Et si on commençait par une petite présentation ? Qui est Desmond Myers ?
Demond Myers : Je suis un auteur compositeur et interprète américain de 29 ans. Je viens de Caroline du Nord
Quel a été ton parcours jusqu’ici ?
J’ai toujours fait de la musique depuis ma tendre enfance en Caroline du Nord. J’ai commencé à me produire sur scène à 18 ans, durant cette période j’ai rencontré un producteur allemand qui voulait monter un label en Europe. J’ai acceptation sa proposition de le suivre jusqu’en Allemagne où je me suis produit durant plusieurs années. Ce n’est qu’en 2014 que je suis arrivé à paris par le plus grand des hasards. J’ai rencontré Victor solf du groupe Her et j’ai joué dans le groupe pendant quelques années avant sa dislocation. Par la suite j’ai sorti un disque et donné quelques concerts. Je me suis également produit au Lido quelques années. Actuellement je vis à Atlanta avec ma petite famille.
Ton premier album s’intitule Shadowdancer, pourquoi un tel choix ?
Dans ce disque je parle de pas mal de choses intimes et en même temps je cherche un peu à me cacher, j’ai peur de devenir vulnérable. Je n’ai pas peur de danser, mais je ne suis jamais celui qu’on retrouve au milieu de la piste. Il faut que je sois entouré des personnes que j’aime pour me lâcher. J’essaie de me libérer et de parler sur certains sujets qui étaient un peu difficile pour moi. Je parle de mes doutes et insécurité dans le texte. Ça fait appel à un morceau qui s’appelle « Shadow ». Je voulais justement avoir un morceau qui casse cette ambiance, qui fasse danser et à travers lequel J’assume qui je suis. C’est un peu un hommage à l’acceptation.
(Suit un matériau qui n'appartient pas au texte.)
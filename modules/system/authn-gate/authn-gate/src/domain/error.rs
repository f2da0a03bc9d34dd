//! Domain errors for the `AuthN` gate.

use authn_gate_sdk::{AuthNGateError, AuthorityError};
use chrono::{DateTime, Utc};
use gatekeeper_cache::CacheError;
use gatekeeper_security::CacheKey;

/// Internal domain errors.
///
/// Carries more detail than [`AuthNGateError`] for logging. Nothing here
/// holds the raw credential; credentials are referred to by digest.
#[derive(thiserror::Error, Debug)]
pub enum DomainError {
    #[error("missing bearer credential")]
    MissingCredential,

    #[error("malformed credential: {reason}")]
    MalformedCredential { reason: String },

    #[error("credential for '{subject_id}' expired at {expired_at}")]
    ExpiredCredential {
        subject_id: String,
        expired_at: DateTime<Utc>,
    },

    #[error("credential {key} rejected by validation authority")]
    AuthorityRejected { key: CacheKey },

    #[error("validation authority unavailable: {0}")]
    AuthorityUnavailable(#[source] AuthorityError),

    #[error("credential validation aborted")]
    ValidationAborted,
}

impl DomainError {
    pub(crate) fn malformed(reason: impl Into<String>) -> Self {
        Self::MalformedCredential {
            reason: reason.into(),
        }
    }
}

impl From<CacheError<AuthorityError>> for DomainError {
    fn from(e: CacheError<AuthorityError>) -> Self {
        match e {
            CacheError::Compute(e) => Self::AuthorityUnavailable(e),
            CacheError::Aborted => Self::ValidationAborted,
        }
    }
}

impl From<DomainError> for AuthNGateError {
    fn from(e: DomainError) -> Self {
        match e {
            DomainError::MissingCredential => Self::MissingCredential,
            DomainError::MalformedCredential { reason } => Self::MalformedCredential(reason),
            DomainError::ExpiredCredential { .. } => Self::ExpiredCredential,
            DomainError::AuthorityRejected { .. } => Self::AuthorityRejected,
            DomainError::AuthorityUnavailable(e) => Self::AuthorityUnavailable(e.to_string()),
            DomainError::ValidationAborted => {
                Self::AuthorityUnavailable("validation aborted".to_owned())
            }
        }
    }
}
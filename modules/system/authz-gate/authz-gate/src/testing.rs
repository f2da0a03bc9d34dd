//! Test helpers: a scripted permission source.

use std::collections::HashMap;
use std::sync::atomic::{AtomicUsize, Ordering};
use std::time::Duration;

use async_trait::async_trait;
use authz_gate_sdk::{PermissionSource, PermissionSourceError};
use parking_lot::Mutex;
use secrecy::SecretString;

/// Permission source answering from an in-memory grant table, counting its calls.
#[derive(Default)]
pub struct ScriptedPermissionSource {
    grants: Mutex<HashMap<String, Vec<String>>>,
    failure: Mutex<Option<PermissionSourceError>>,
    delay: Duration,
    calls: AtomicUsize,
}

impl ScriptedPermissionSource {
    #[must_use]
    pub fn new() -> Self {
        Self::default()
    }

    /// Grants `capabilities` to `subject_id`, replacing earlier grants.
    #[must_use]
    pub fn with_grant(self, subject_id: &str, capabilities: &[&str]) -> Self {
        self.grant(subject_id, capabilities);
        self
    }

    /// Each call sleeps for `delay` before answering.
    #[must_use]
    pub fn with_delay(mut self, delay: Duration) -> Self {
        self.delay = delay;
        self
    }

    pub fn grant(&self, subject_id: &str, capabilities: &[&str]) {
        self.grants.lock().insert(
            subject_id.to_owned(),
            capabilities.iter().map(|c| (*c).to_owned()).collect(),
        );
    }

    /// Makes every following call fail with `error`; `None` restores service.
    pub fn set_failure(&self, error: Option<PermissionSourceError>) {
        *self.failure.lock() = error;
    }

    #[must_use]
    pub fn calls(&self) -> usize {
        self.calls.load(Ordering::SeqCst)
    }
}

#[async_trait]
impl PermissionSource for ScriptedPermissionSource {
    async fn resolve_capabilities(
        &self,
        subject_id: &str,
        _credential: &SecretString,
    ) -> Result<Vec<String>, PermissionSourceError> {
        self.calls.fetch_add(1, Ordering::SeqCst);
        if !self.delay.is_zero() {
            tokio::time::sleep(self.delay).await;
        }
        let failure = self.failure.lock().clone();
        if let Some(e) = failure {
            return Err(e);
        }
        Ok(self.grants.lock().get(subject_id).cloned().unwrap_or_default())
    }
}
Est-ce qu’il faut y voir un lien avec ton caractère qui est celui de quelqu’un de réservé ?
Je pense que je suis un peu bipolaire à ce niveau. Je suis musicien, il y a une envie d’être sur scène et en même temps je peux parfois être timide pour plein de raisons. Je suis le plus petit de ma fratrie, je pense que ça vient de là aussi.
À l’écoute de ton premier single on sent que tu as été très influencé par la soul et le rnb, c’est ce qui te définit le plus ?
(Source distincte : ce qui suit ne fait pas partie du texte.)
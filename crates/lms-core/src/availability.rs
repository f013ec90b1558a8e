// Pick history and the availability derived from it.
//
// Nothing here is cached: the current week and the available set are
// recomputed from the history on every request.

use std::collections::BTreeSet;

use serde_json::Value;
use thiserror::Error;
use tracing::{debug, warn};

use crate::probability::Week;
use crate::team::{Team, TeamRegistry};

// ---------------------------------------------------------------------------
// Pick history
// ---------------------------------------------------------------------------

#[derive(Debug, Error)]
pub enum HistoryError {
    #[error("invalid pick history JSON: {0}")]
    Json(#[from] serde_json::Error),

    #[error("pick history must be a JSON array or an object keyed `week-N`")]
    UnsupportedShape,
}

/// One slot per week, index 0 is week 1. Slots hold raw participant text.
#[derive(Debug, Clone, Default, PartialEq, Eq)]
pub struct PickHistory {
    slots: Vec<Option<String>>,
}

impl PickHistory {
    /// Blank or whitespace-only slots are normalized to empty.
    pub fn new(slots: Vec<Option<String>>) -> Self {
        let slots = slots
            .into_iter()
            .map(|slot| slot.map(|s| s.trim().to_string()).filter(|s| !s.is_empty()))
            .collect();
        Self { slots }
    }

    /// Convenience for string slices where `""` means empty.
    pub fn from_strs<'a>(slots: impl IntoIterator<Item = &'a str>) -> Self {
        Self::new(slots.into_iter().map(|s| Some(s.to_string())).collect())
    }

    /// Parse the legacy saved-picks format: either an array of strings
    /// (`null` or non-strings are empty slots) or an object with `week-N`
    /// keys. Unrecognized object keys are ignored. Picks for weeks after
    /// `last_week` are dropped before any slot is allocated.
    pub fn from_legacy_json(text: &str, last_week: Week) -> Result<Self, HistoryError> {
        let value: Value = serde_json::from_str(text)?;
        match value {
            Value::Array(items) => {
                if items.len() > last_week as usize {
                    warn!(
                        "dropping {} saved picks past week {}",
                        items.len() - last_week as usize,
                        last_week
                    );
                }
                Ok(Self::new(
                    items
                        .into_iter()
                        .take(last_week as usize)
                        .map(|item| item.as_str().map(str::to_string))
                        .collect(),
                ))
            }
            Value::Object(map) => {
                let mut history = PickHistory::default();
                for (key, item) in map {
                    let Some(week) = key
                        .strip_prefix("week-")
                        .and_then(|n| n.parse::<Week>().ok())
                        .filter(|w| *w >= 1)
                    else {
                        debug!("ignoring legacy pick key '{}'", key);
                        continue;
                    };
                    let Some(team) = item.as_str() else {
                        continue;
                    };
                    if week > last_week {
                        warn!(
                            "dropping saved week {} pick '{}': season ends at week {}",
                            week, team, last_week
                        );
                        continue;
                    }
                    history.set(week, Some(team.to_string()));
                }
                Ok(history)
            }
            _ => Err(HistoryError::UnsupportedShape),
        }
    }

    /// Raw pick for `week`, if the slot is filled.
    pub fn get(&self, week: Week) -> Option<&str> {
        if week == 0 {
            return None;
        }
        self.slots
            .get(week as usize - 1)
            .and_then(|slot| slot.as_deref())
    }

    /// Fill or clear the slot for `week`, growing the history as needed.
    /// Week 0 is ignored.
    pub fn set(&mut self, week: Week, team: Option<String>) {
        if week == 0 {
            return;
        }
        let idx = week as usize - 1;
        if self.slots.len() <= idx {
            self.slots.resize(idx + 1, None);
        }
        self.slots[idx] = team.map(|s| s.trim().to_string()).filter(|s| !s.is_empty());
    }

    /// Filled slots as `(week, raw name)` in week order.
    pub fn picks(&self) -> impl Iterator<Item = (Week, &str)> {
        self.slots
            .iter()
            .enumerate()
            .filter_map(|(i, slot)| slot.as_deref().map(|s| (i as Week + 1, s)))
    }

    pub fn slots(&self) -> &[Option<String>] {
        &self.slots
    }
}

// ---------------------------------------------------------------------------
// Available set
// ---------------------------------------------------------------------------

/// Teams not yet used. Ordered, so the memo key is independent of the order
/// in which teams were removed.
#[derive(Debug, Clone, Default, PartialEq, Eq)]
pub struct AvailableSet {
    teams: BTreeSet<Team>,
}

impl AvailableSet {
    pub fn contains(&self, team: &Team) -> bool {
        self.teams.contains(team)
    }

    pub fn len(&self) -> usize {
        self.teams.len()
    }

    pub fn is_empty(&self) -> bool {
        self.teams.is_empty()
    }

    pub fn iter(&self) -> impl Iterator<Item = &Team> {
        self.teams.iter()
    }

    /// A new set without `team`. The receiver is left untouched so sibling
    /// search branches never observe each other's removals.
    pub fn without(&self, team: &Team) -> AvailableSet {
        let mut next = self.clone();
        next.teams.remove(team);
        next
    }

    /// Canonical names joined by `,` in sorted order.
    pub fn canonical_key(&self) -> String {
        let names: Vec<&str> = self.teams.iter().map(Team::name).collect();
        names.join(",")
    }
}

impl FromIterator<Team> for AvailableSet {
    fn from_iter<I: IntoIterator<Item = Team>>(iter: I) -> Self {
        AvailableSet {
            teams: iter.into_iter().collect(),
        }
    }
}

// ---------------------------------------------------------------------------
// Tracker
// ---------------------------------------------------------------------------

/// Derives the current week and the available teams from a pick history.
#[derive(Debug, Clone, Copy)]
pub struct AvailabilityTracker<'a> {
    registry: &'a TeamRegistry,
    total_weeks: Week,
}

impl<'a> AvailabilityTracker<'a> {
    pub fn new(registry: &'a TeamRegistry, total_weeks: Week) -> Self {
        Self {
            registry,
            total_weeks,
        }
    }

    /// First week in `1..=total_weeks` with an empty slot. Slots past the end
    /// of the history count as empty; `None` when every week is filled.
    pub fn current_week(&self, history: &PickHistory) -> Option<Week> {
        (1..=self.total_weeks).find(|week| history.get(*week).is_none())
    }

    /// Every known team minus those consumed by resolvable picks.
    /// Unresolvable names are skipped without removing anything.
    pub fn available_teams(&self, history: &PickHistory) -> AvailableSet {
        let mut available: BTreeSet<Team> = self.registry.teams().clone();
        for (week, raw) in history.picks() {
            match self.registry.resolve(raw) {
                Some(team) => {
                    available.remove(team);
                }
                None => debug!("week {} pick '{}' matches no known team", week, raw),
            }
        }
        AvailableSet { teams: available }
    }
}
C’est la musique qui a rythmée mon enfance, mes parents écoutaient énormément de musique des années 60-70. J’ai écouté pas mal de bleues, de rock de Jimi Hendrix à Marvin Gaye (qui reste l’une de mes influences principales). C’est ce genre de musique qui me définit le plus.
Est-ce qu’on pourrait parler ici d’un album soul ?
Je ne fais pas de la soul classique avec des cuivres, je ne fais pas non plus de la neo soul à la D’Angelo. Ce que je propose c’est vraiment à la limite de la pop, même si c’est toujours teinté de soul. Je ne présenterai pas ma musique uniquement comme de la soul, ça va bien au-delà avec un côté psychédélique qui tend vers le rock. J’ai l’impression qu’il y a beaucoup de Neo soul en ce moment, pas mal d’artistes se lancent dans ce style, surtout au niveau de la scène indépendante. C’est probablement l’une des musiques les plus populaires du moment.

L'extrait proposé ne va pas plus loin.